• INPUT FOR THIS TASK:
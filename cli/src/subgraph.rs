use std::io::Write;

use anyhow::Result;
use neuronet_core::{GraphEngine, NodeId, SubgraphEdge};

use crate::config::Settings;
use crate::output::{join_ids, write_json, OutputFormat};

/// Induced edges among the nodes within `depth` hops of `start`.
pub fn run_edges(
    engine: &GraphEngine,
    settings: &Settings,
    start: NodeId,
    depth: u32,
    format: OutputFormat,
    out: &mut dyn Write,
) -> Result<()> {
    let depth = settings.check_depth(depth)?;
    let edges = engine.induced_edges(start, depth)?;
    match format {
        OutputFormat::Json => write_json(out, &edges),
        OutputFormat::Text => write_edges(&edges, out),
    }
}

/// Visited nodes and induced edges from one traversal.
pub fn run_subgraph(
    engine: &GraphEngine,
    settings: &Settings,
    start: NodeId,
    depth: u32,
    format: OutputFormat,
    out: &mut dyn Write,
) -> Result<()> {
    let depth = settings.check_depth(depth)?;
    let sub = engine.subgraph(start, depth)?;
    if format == OutputFormat::Json {
        return write_json(out, &sub);
    }

    writeln!(
        out,
        "subgraph from {} (depth {}): {} nodes, {} edges",
        start,
        depth,
        sub.traversal.len(),
        sub.edges.len()
    )?;
    writeln!(out, "nodes: {}", join_ids(sub.traversal.node_ids()))?;
    write_edges(&sub.edges, out)
}

fn write_edges(edges: &[SubgraphEdge], out: &mut dyn Write) -> Result<()> {
    for edge in edges {
        writeln!(out, "{} -> {}", edge.from_id, edge.to_id)?;
    }
    Ok(())
}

• WHAT TO DO:
All lines with the word "writeln" must be located in the data and copied.

• OUTPUT BELOW:
    writeln!(
    writeln!(out, "nodes: {}", join_ids(sub.traversal.node_ids()))?;
        writeln!(out, "{} -> {}", edge.from_id, edge.to_id)?;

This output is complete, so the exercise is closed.